How to complete this task
Compute how many lines in the records below contain the string "None" and give that number without other output.

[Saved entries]
+++
use std::sync::Arc;

use crate::error::error_message;
use crate::services::AnchorStore;

/// Pushes the window's first id to the anchor store and reads it back on
/// cold start. Every call goes straight to the store.
#[derive(Clone)]
pub struct AnchorBridge {
    store: Arc<dyn AnchorStore>,
}

impl AnchorBridge {
    pub fn new(store: Arc<dyn AnchorStore>) -> Self {
        Self { store }
    }

    /// Persist the current first id. Store failures are logged, never raised.
    pub fn on_window_changed(&self, first_id: Option<i64>) {
        log::trace!("saving anchor {:?}", first_id);
        if let Err(e) = self.store.save_first_post_id(first_id) {
            log::warn!("Failed to save first post id: {}", error_message(&e));
        }
    }

    /// Anchor to resume from when the window is empty
    pub fn saved_first_post_id(&self) -> Option<i64> {
        match self.store.saved_first_post_id() {
            Ok(id) => id,
            Err(e) => {
                log::warn!("Failed to read first post id: {}", error_message(&e));
                None
            }
        }
    }
}

/// In-memory anchor store
#[derive(Debug, Default)]
pub struct MemoryAnchorStore {
    value: std::sync::Mutex<Option<i64>>,
}

impl MemoryAnchorStore {
    pub fn new(initial: Option<i64>) -> Self {
        Self {
            value: std::sync::Mutex::new(initial),
        }
    }
}

impl AnchorStore for MemoryAnchorStore {
    fn saved_first_post_id(&self) -> anyhow::Result<Option<i64>> {
        self.value
            .lock()
            .map(|v| *v)
            .map_err(|_| anyhow::anyhow!("anchor store lock poisoned"))
    }

    fn save_first_post_id(&self, id: Option<i64>) -> anyhow::Result<()> {
        let mut value = self
            .value
            .lock()
            .map_err(|_| anyhow::anyhow!("anchor store lock poisoned"))?;
        *value = id;
        Ok(())
    }
}

#[cfg(test)]
mod tests {
    use super::*;
    use anyhow::bail;

    struct BrokenStore;

    impl AnchorStore for BrokenStore {
        fn saved_first_post_id(&self) -> anyhow::Result<Option<i64>> {
            bail!("disk on fire")
        }

        fn save_first_post_id(&self, _id: Option<i64>) -> anyhow::Result<()> {
            bail!("disk on fire")
        }
    }

    #[test]
    fn test_bridge_round_trip() {
        let store = Arc::new(MemoryAnchorStore::default());
        let bridge = AnchorBridge::new(store.clone());

        assert_eq!(bridge.saved_first_post_id(), None);
        bridge.on_window_changed(Some(4100));
        assert_eq!(bridge.saved_first_post_id(), Some(4100));
        assert_eq!(store.saved_first_post_id().unwrap(), Some(4100));
    }

    #[test]
    fn test_store_failures_are_swallowed() {
        let bridge = AnchorBridge::new(Arc::new(BrokenStore));
        bridge.on_window_changed(Some(1));
        assert_eq!(bridge.saved_first_post_id(), None);
    }
}
use serde::{Deserialize, Serialize};

/// Content rating as reported by the board
#[derive(Debug, Clone, Copy, PartialEq, Eq, Serialize, Deserialize, Default)]
pub enum Rating {
    #[default]
    #[serde(rename = "s")]
    Safe,
    #[serde(rename = "q")]
    Questionable,
    #[serde(rename = "e")]
    Explicit,
}

impl Rating {
    pub fn as_str(&self) -> &'static str {
        match self {
            Rating::Safe => "s",
            Rating::Questionable => "q",
            Rating::Explicit => "e",
        }
    }

    pub fn parse(s: &str) -> Option<Self> {
        match s.to_lowercase().as_str() {
            "s" | "safe" => Some(Rating::Safe),
            "q" | "questionable" => Some(Rating::Questionable),
            "e" | "explicit" => Some(Rating::Explicit),
            _ => None,
        }
    }
}

/// Side of the window a page is loaded into
#[derive(Debug, Clone, Copy, PartialEq, Eq)]
pub enum LoadDirection {
    /// Posts preceding the window head (newer posts)
    Previous,
    /// Posts following the window tail (older posts)
    Next,
}

/// Direction of a fullscreen navigation step
#[derive(Debug, Clone, Copy, PartialEq, Eq)]
pub enum NavDirection {
    Forward,
    Backward,
}

impl NavDirection {
    /// Page load that extends the window in this direction
    pub fn load_direction(&self) -> LoadDirection {
        match self {
            NavDirection::Forward => LoadDirection::Next,
            NavDirection::Backward => LoadDirection::Previous,
        }
    }
}
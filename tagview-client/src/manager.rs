//! Per-view post list: the window plus loading, favoriting and fullscreen
//! navigation wired to one set of collaborators.

use std::sync::{Arc, Mutex, MutexGuard, PoisonError};

use tagview_types::{NavDirection, Post};

use crate::anchor::AnchorBridge;
use crate::api::{ApiClient, PostFeed};
use crate::config::SettingsHandle;
use crate::favorites::{FavoriteOutcome, FavoriteToggler};
use crate::loader::{LoadOutcome, PageLoader};
use crate::navigator::FullscreenNavigator;
use crate::notifications::MessageQueue;
use crate::services::{
    AnchorStore, AuthProvider, ErrorReporter, FavoriteApi, LoginPrompt, PostSource,
    SettingsProvider,
};
use crate::window::{lock, SharedWindow, WindowStore};

/// Collaborators a [`PostListManager`] is built from
#[derive(Clone)]
pub struct Services {
    pub source: Arc<dyn PostSource>,
    pub settings: Arc<dyn SettingsProvider>,
    pub anchor: Arc<dyn AnchorStore>,
    pub auth: Arc<dyn AuthProvider>,
    pub favorites: Arc<dyn FavoriteApi>,
    pub reporter: Arc<dyn ErrorReporter>,
    pub login: Arc<dyn LoginPrompt>,
}

impl Services {
    /// Wire the board's HTTP client to live settings, reporting errors and
    /// login prompts into `messages`
    pub fn for_board(
        settings: SettingsHandle,
        anchor: Arc<dyn AnchorStore>,
        messages: Arc<MessageQueue>,
    ) -> Self {
        let snapshot = settings.snapshot();
        let client = ApiClient::new(snapshot.base_url);
        let settings = Arc::new(settings);
        let feed = PostFeed::new(client.clone(), snapshot.tags, snapshot.fetch_limit)
            .with_settings(settings.clone());

        Self {
            source: Arc::new(feed),
            settings: settings.clone(),
            anchor,
            auth: settings,
            favorites: Arc::new(client),
            reporter: messages.clone(),
            login: messages,
        }
    }
}

pub struct PostListManager {
    window: SharedWindow,
    loader: PageLoader,
    favorites: FavoriteToggler,
    navigator: FullscreenNavigator,
    details: Mutex<Option<Post>>,
}

impl PostListManager {
    /// Start a session with an empty window. The first load is seeded from
    /// the saved anchor.
    pub fn new(services: Services) -> Self {
        let window: SharedWindow = Arc::new(Mutex::new(WindowStore::new(
            services.settings.clone(),
            AnchorBridge::new(services.anchor),
        )));
        let loader = PageLoader::new(window.clone(), services.source, services.reporter.clone());
        let favorites = FavoriteToggler::new(
            window.clone(),
            services.favorites,
            services.auth,
            services.settings,
            services.reporter,
            services.login,
        );
        let navigator = FullscreenNavigator::new(window.clone(), loader.clone());

        Self {
            window,
            loader,
            favorites,
            navigator,
            details: Mutex::new(None),
        }
    }

    /// Snapshot of the window for presentation
    pub fn posts(&self) -> Vec<Post> {
        lock(&self.window).posts().to_vec()
    }

    pub fn len(&self) -> usize {
        lock(&self.window).len()
    }

    pub fn is_empty(&self) -> bool {
        lock(&self.window).is_empty()
    }

    pub fn first_id(&self) -> Option<i64> {
        lock(&self.window).first_id()
    }

    pub fn last_id(&self) -> Option<i64> {
        lock(&self.window).last_id()
    }

    pub fn is_loading(&self) -> bool {
        self.loader.is_loading()
    }

    // Loading

    pub async fn load_previous_page(&self) -> LoadOutcome {
        self.loader.load_previous_page().await
    }

    pub async fn load_next_page(&self) -> LoadOutcome {
        self.loader.load_next_page().await
    }

    // Favorites

    /// Favorite a post, carrying a confirmed change over to the fullscreen
    /// and details copies even if the post has since left the window
    pub async fn set_post_favorite(&self, post_id: i64, favorited: bool) -> FavoriteOutcome {
        let outcome = self.favorites.set_favorite(post_id, favorited).await;
        match outcome {
            FavoriteOutcome::Updated | FavoriteOutcome::Detached => {
                self.update_views(post_id, |p| {
                    p.is_favorited = favorited;
                    p.meta.is_favorite_loading = false;
                });
            }
            FavoriteOutcome::Failed => {
                self.update_views(post_id, |p| p.meta.is_favorite_loading = false);
            }
            FavoriteOutcome::NotFound | FavoriteOutcome::NotLoggedIn => {}
        }
        outcome
    }

    fn update_views<F>(&self, post_id: i64, f: F)
    where
        F: Fn(&mut Post),
    {
        self.navigator.update_snapshot(post_id, &f);
        if let Some(post) = self.details().as_mut().filter(|p| p.id == post_id) {
            f(post);
        }
    }

    // Details view

    /// Show a post's details, or clear the view if it is not in the window
    pub fn open_post_details(&self, post_id: i64) {
        let post = lock(&self.window).get(post_id).cloned();
        *self.details() = post;
    }

    /// The details post, as currently stored in the window when it is still
    /// there, otherwise as it was when opened
    pub fn details_post(&self) -> Option<Post> {
        let snapshot = self.details().clone()?;
        let current = lock(&self.window).get(snapshot.id).cloned();
        Some(current.unwrap_or(snapshot))
    }

    pub fn close_post_details(&self) {
        *self.details() = None;
    }

    // Fullscreen

    pub fn fullscreen_post(&self) -> Option<Post> {
        self.navigator.focused_post()
    }

    pub fn open_fullscreen_post(&self, post_id: i64) -> bool {
        self.navigator.open(post_id)
    }

    pub async fn open_next_fullscreen_post(&self) -> bool {
        self.navigator.step(NavDirection::Forward).await
    }

    pub async fn open_previous_fullscreen_post(&self) -> bool {
        self.navigator.step(NavDirection::Backward).await
    }

    pub fn close_fullscreen_post(&self) {
        self.navigator.close();
    }

    fn details(&self) -> MutexGuard<'_, Option<Post>> {
        self.details.lock().unwrap_or_else(PoisonError::into_inner)
    }
}
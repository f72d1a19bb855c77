use log::LevelFilter;
use simplelog::*;
use std::fs::File;
use std::path::PathBuf;

/// Logging configuration for the tagview client
#[derive(Debug, Clone)]
pub struct LogConfig {
    /// Master switch to enable/disable all logging
    pub enabled: bool,
    /// Path to the log file
    pub log_file: PathBuf,
    /// Whether to clear the log file on startup
    pub clear_on_startup: bool,
    /// Feature flags for specific logging categories
    pub features: LogFeatures,
    /// Overall log level
    pub level: LevelFilter,
}

/// Feature flags for specific logging categories
#[derive(Debug, Clone)]
pub struct LogFeatures {
    /// Window inserts, trims and anchor saves
    pub window: bool,
    /// Page loads and the loading latch
    pub loader: bool,
    /// Favorite requests
    pub favorites: bool,
    /// Fullscreen navigation steps
    pub navigation: bool,
    /// HTTP requests to the board
    pub api_calls: bool,
    /// Settings and config file changes
    pub settings: bool,
}

impl Default for LogConfig {
    fn default() -> Self {
        Self {
            enabled: true,
            log_file: PathBuf::from("tagview_debug.log"),
            clear_on_startup: true,
            features: LogFeatures::default(),
            level: LevelFilter::Debug,
        }
    }
}

impl Default for LogFeatures {
    fn default() -> Self {
        Self::all(true)
    }
}

impl LogFeatures {
    fn all(on: bool) -> Self {
        Self {
            window: on,
            loader: on,
            favorites: on,
            navigation: on,
            api_calls: on,
            settings: on,
        }
    }

    /// Log targets (module paths) of the categories switched off
    pub fn disabled_targets(&self) -> Vec<&'static str> {
        [
            (self.window, "tagview::window"),
            (self.window, "tagview::anchor"),
            (self.loader, "tagview::loader"),
            (self.favorites, "tagview::favorites"),
            (self.navigation, "tagview::navigator"),
            (self.api_calls, "tagview::api"),
            (self.settings, "tagview::config"),
        ]
        .into_iter()
        .filter(|(on, _)| !on)
        .map(|(_, target)| target)
        .collect()
    }
}

impl LogConfig {
    /// Create a new log configuration with all features disabled
    pub fn disabled() -> Self {
        Self {
            enabled: false,
            ..Default::default()
        }
    }

    /// Create a minimal log configuration (only errors and warnings)
    pub fn minimal() -> Self {
        Self {
            enabled: true,
            level: LevelFilter::Warn,
            features: LogFeatures::all(false),
            ..Default::default()
        }
    }

    /// Create a verbose log configuration (all features enabled)
    pub fn verbose() -> Self {
        Self {
            enabled: true,
            level: LevelFilter::Trace,
            features: LogFeatures::all(true),
            ..Default::default()
        }
    }
}

/// Initialize the logging system with the given configuration
pub fn init_logging(config: &LogConfig) -> anyhow::Result<()> {
    if !config.enabled {
        // Initialize with no-op logger
        let _ = WriteLogger::init(LevelFilter::Off, Config::default(), std::io::sink());
        return Ok(());
    }

    // Clear log file if requested
    if config.clear_on_startup {
        let _ = File::create(&config.log_file)?;
    }

    // Open log file
    let log_file = std::fs::OpenOptions::new()
        .create(true)
        .append(true)
        .open(&config.log_file)?;

    // Configure log format and silence disabled categories
    let mut builder = ConfigBuilder::new();
    builder.set_time_format_rfc3339();
    for target in config.features.disabled_targets() {
        builder.add_filter_ignore_str(target);
    }
    let log_config = builder
        .set_time_offset_to_local()
        .unwrap_or_else(|builder| builder)
        .build();

    // Initialize logger
    WriteLogger::init(config.level, log_config, log_file)?;

    log::info!(
        "Logging initialized: file={}, level={:?}",
        config.log_file.display(),
        config.level
    );
    log::debug!("Log features: {:?}", config.features);

    Ok(())
}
+++
Exercise response
6